William Wallace

Personal information
- Full name: William Wallace Monteiro de Lima
- Date of birth: 4 July 2002 (age 23)
- Place of birth: Fortaleza, Brazil
- Height: 1.81 m (5 ft 11 in)
- Position(s): Left winger, Left-back

Youth career
- 2016–2019: Floresta
- 2019–2020: Fluminense

Senior career*
- Years: Team / Apps / (Gls)
- 2021–2022: York United / 2 / (0)
- 2021–2022: → Floresta (loan)

= William Wallace (Brazilian footballer) =

Brazilian footballer (born 2002)

William Wallace Monteiro de Lima (born 4 July 2002) is a Brazilian professional footballer.

==Early life==
Wallace played at the youth level in Brazil with Floresta. In 2019, he joined Fluminense.

==Club career==
In November 2020, Wallace signed a two-year contract with Canadian Premier League side York United, with an option for 2023, to join the club in 2021. Fluminense retained part of Wallace's economic rights as part of the transfer.
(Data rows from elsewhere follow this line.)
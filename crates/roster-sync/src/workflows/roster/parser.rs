use super::normalizer::clean_header;
use std::collections::HashMap;
use std::io::Read;

/// One data row of a roster feed, keyed by header name.
#[derive(Debug, Clone, Default, PartialEq, Eq)]
pub struct FeedRow {
    fields: HashMap<String, String>,
}

impl FeedRow {
    pub fn from_pairs<I, K, V>(pairs: I) -> Self
    where
        I: IntoIterator<Item = (K, V)>,
        K: Into<String>,
        V: Into<String>,
    {
        let fields = pairs
            .into_iter()
            .map(|(key, value)| (key.into(), value.into()))
            .collect();
        Self { fields }
    }

    /// Raw value of a column, `None` when the feed has no such column.
    pub fn get(&self, column: &str) -> Option<&str> {
        self.fields.get(column).map(String::as_str)
    }

    /// Trimmed value of a column. Present-but-empty columns yield `Some("")`.
    pub fn text(&self, column: &str) -> Option<&str> {
        self.get(column).map(str::trim)
    }

    /// First non-blank value among `aliases`, checked in order.
    pub fn first_present(&self, aliases: &[&str]) -> Option<&str> {
        aliases
            .iter()
            .filter_map(|alias| self.text(alias))
            .find(|value| !value.is_empty())
    }
}

pub fn parse_feed<R: Read>(reader: R) -> Result<Vec<FeedRow>, csv::Error> {
    let mut csv_reader = csv::ReaderBuilder::new()
        .trim(csv::Trim::All)
        .flexible(true)
        .from_reader(reader);

    let headers: Vec<String> = csv_reader
        .headers()?
        .iter()
        .map(clean_header)
        .collect();
    let mut rows = Vec::new();

    for record in csv_reader.records() {
        let record = record?;
        // Short rows leave trailing columns empty rather than absent.
        let fields = headers
            .iter()
            .enumerate()
            .map(|(index, header)| {
                let value = record.get(index).unwrap_or_default();
                (header.clone(), value.to_string())
            })
            .collect();
        rows.push(FeedRow { fields });
    }

    Ok(rows)
}

#[cfg(test)]
mod tests {
    use super::*;
    use std::io::Cursor;

    #[test]
    fn rows_are_keyed_by_cleaned_headers() {
        let rows = parse_feed(Cursor::new(
            "\u{feff}Talent Name, Talent ID ,Unused\nJane Doe,T1,x\n",
        ))
        .expect("parse");

        assert_eq!(rows.len(), 1);
        assert_eq!(rows[0].text("Talent Name"), Some("Jane Doe"));
        assert_eq!(rows[0].text("Talent ID"), Some("T1"));
        assert!(rows[0].get("Mobile").is_none());
    }

    #[test]
    fn short_rows_fill_missing_columns_with_blanks() {
        let rows = parse_feed(Cursor::new("Talent Name,Talent ID,Mobile\nJane Doe,T1\n"))
            .expect("parse");

        assert_eq!(rows[0].text("Mobile"), Some(""));
    }

    #[test]
    fn first_present_skips_blank_aliases() {
        let row = FeedRow::from_pairs([("Spread Amount", " "), ("Weekly Spread", "$20")]);
        assert_eq!(
            row.first_present(&["Spread Amount", "Weekly Spread", "Spread"]),
            Some("$20")
        );
        assert_eq!(row.first_present(&["Spread"]), None);
    }

    #[test]
    fn invalid_utf8_is_reported() {
        let bytes: &[u8] = b"Talent Name\n\xff\xfe\n";
        assert!(parse_feed(bytes).is_err());
    }
}
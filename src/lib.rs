//! docs-sandbox - documentation assistant sandboxes
//!
//! This library provisions hosted sandboxes (or a local volume) with mirrored
//! reference repositories, templates the agent configuration for the
//! documentation server and starts it.

pub mod backoff;
pub mod config;
pub mod error;
pub mod flow;
pub mod local;
pub mod logging;
pub mod repos;
pub mod sandbox;
pub mod server;
pub mod snapshot;
pub mod sync;
pub mod template;

pub use error::{Error, Result};
pub use repos::{RepoDescriptor, Registry};
pub use sandbox::{DaytonaClient, InMemorySandboxApi, SandboxApi};

pub use config::{ExitPolicy, SandboxBackend, Settings, Validate, ValidationResult};
pub use flow::{ConnectionInfo, FlowOptions, SandboxFlow, SandboxLease, ServerTask, Variant};
pub use local::{LocalServer, LocalVolume};
pub use sync::{
    sync_repos, GitBackend, LocalGit, SandboxGit, SyncAction, SyncOptions, SyncOutcome,
    SyncResult,
};
pub use template::{BundlePaths, ConfigBundle, TemplateParams};
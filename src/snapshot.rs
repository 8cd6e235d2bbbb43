//! Per-repo snapshot images.
//!
//! A snapshot bakes the documentation server and one shallow checkout into an
//! image so sandboxes created from it start without cloning.

use std::path::Path;

use crate::error::{Error, Result};
use crate::repos::RepoDescriptor;
use crate::sandbox::{ImageSpec, Resources, SandboxApi, SnapshotParams};
use crate::sync::{clone_args, shell_join};

/// Base image for every sandbox this crate builds.
pub const BASE_IMAGE: &str = "debian:stable-slim";

/// Checkout directory inside the image, relative to the build workdir.
pub const IMAGE_REPOS_DIR: &str = "context/repos";

/// Debian with git, bun and the documentation server installed.
pub fn runtime_image() -> ImageSpec {
    ImageSpec::base(BASE_IMAGE)
        .run_commands([
            "apt-get update",
            "apt-get install -y git curl unzip && rm -rf /var/lib/apt/lists/*",
            "curl -fsSL https://bun.com/install | bash",
        ])
        .dockerfile_commands(["ENV BUN_INSTALL=/root/.bun", "ENV PATH=$BUN_INSTALL/bin:$PATH"])
        .run_commands(["bun add -g opencode-ai@latest"])
}

/// [`runtime_image`] plus a shallow clone of `repo`.
pub fn snapshot_image(repo: &RepoDescriptor) -> ImageSpec {
    let target = Path::new(IMAGE_REPOS_DIR).join(&repo.name);
    let clone = shell_join(&clone_args(repo, &target));
    runtime_image().run_commands([format!("mkdir -p {IMAGE_REPOS_DIR} && git {clone}")])
}

pub fn snapshot_params(repo: &RepoDescriptor, resources: Resources) -> SnapshotParams {
    SnapshotParams {
        name: repo.snapshot_name(),
        image: snapshot_image(repo),
        resources,
    }
}

/// Builds the snapshot for `repo` and waits until it is usable.
pub async fn build_snapshot(
    api: &dyn SandboxApi,
    repo: &RepoDescriptor,
    resources: Resources,
) -> Result<String> {
    let params = snapshot_params(repo, resources);
    let name = params.name.clone();

    tracing::info!(snapshot = %name, repo = %repo.name, "creating snapshot");
    api.create_snapshot(params).await.map_err(|e| {
        tracing::error!(snapshot = %name, error = %e, "failed to create snapshot");
        Error::sandbox("create snapshot", e)
    })?;
    tracing::info!(snapshot = %name, "snapshot created successfully");

    Ok(name)
}

#[cfg(test)]
mod tests {
    use super::*;
    use crate::repos::Registry;
    use crate::sandbox::InMemorySandboxApi;

    #[test]
    fn svelte_snapshot_clones_svelte_dev() {
        let registry = Registry::builtin();
        let repo = registry.require("svelte").unwrap();
        let dockerfile = snapshot_image(repo).to_dockerfile();

        assert!(dockerfile.starts_with("FROM debian:stable-slim\nRUN apt-get update\n"));
        assert!(dockerfile.contains("ENV PATH=$BUN_INSTALL/bin:$PATH\nRUN bun add -g opencode-ai@latest\n"));
        assert!(dockerfile.ends_with(
            "RUN mkdir -p context/repos && git clone --depth 1 --single-branch --branch main \
             https://github.com/sveltejs/svelte.dev context/repos/svelte\n"
        ));
    }

    #[test]
    fn clone_command_quotes_profile_values() {
        let repo = RepoDescriptor::new("docs", "Docs", "https://example.com/a b", "main");
        let dockerfile = snapshot_image(&repo).to_dockerfile();
        assert!(dockerfile.contains("--branch main 'https://example.com/a b' context/repos/docs\n"));
    }

    #[test]
    fn snapshot_uses_descriptor_branch() {
        let registry = Registry::builtin();
        let params = snapshot_params(registry.require("opencode").unwrap(), Resources::SNAPSHOT);
        assert_eq!(params.name, "opencode-docs-snapshot");
        assert!(params.image.to_dockerfile().contains("--branch production"));
        assert_eq!(params.resources, Resources::SNAPSHOT);
    }

    #[tokio::test]
    async fn build_records_snapshot_name() {
        let api = InMemorySandboxApi::new();
        let registry = Registry::builtin();
        let name = build_snapshot(&api, registry.require("effect").unwrap(), Resources::SNAPSHOT)
            .await
            .unwrap();
        assert_eq!(name, "effect-docs-snapshot");
        assert_eq!(api.snapshots(), vec!["effect-docs-snapshot"]);
    }

    #[tokio::test]
    async fn build_failure_is_sandbox_error() {
        let api = InMemorySandboxApi::new();
        api.fail_op("create_snapshot");
        let registry = Registry::builtin();
        let err = build_snapshot(&api, registry.require("effect").unwrap(), Resources::SNAPSHOT)
            .await
            .unwrap_err();
        assert!(matches!(err, Error::Sandbox { op: "create snapshot", .. }));
    }
}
In late August 2021, after being unable to join York due to being unable to acquire a visa due to the COVID-19 pandemic, he was loaned to his former youth club Floresta until 1 March 2022. Wallace also agreed to a restructuring of his contract, adding an additional option for 2024. On 7 May 2022, Wallace made his debut as a substitute for York United in a 1–0 win over Forge FC. In June 2022, it was announced that Wallace ruptured his ACL in training and would miss the remainder of the season. In December 2022, York announced Wallace's contract option for the 2023 would not be exercised.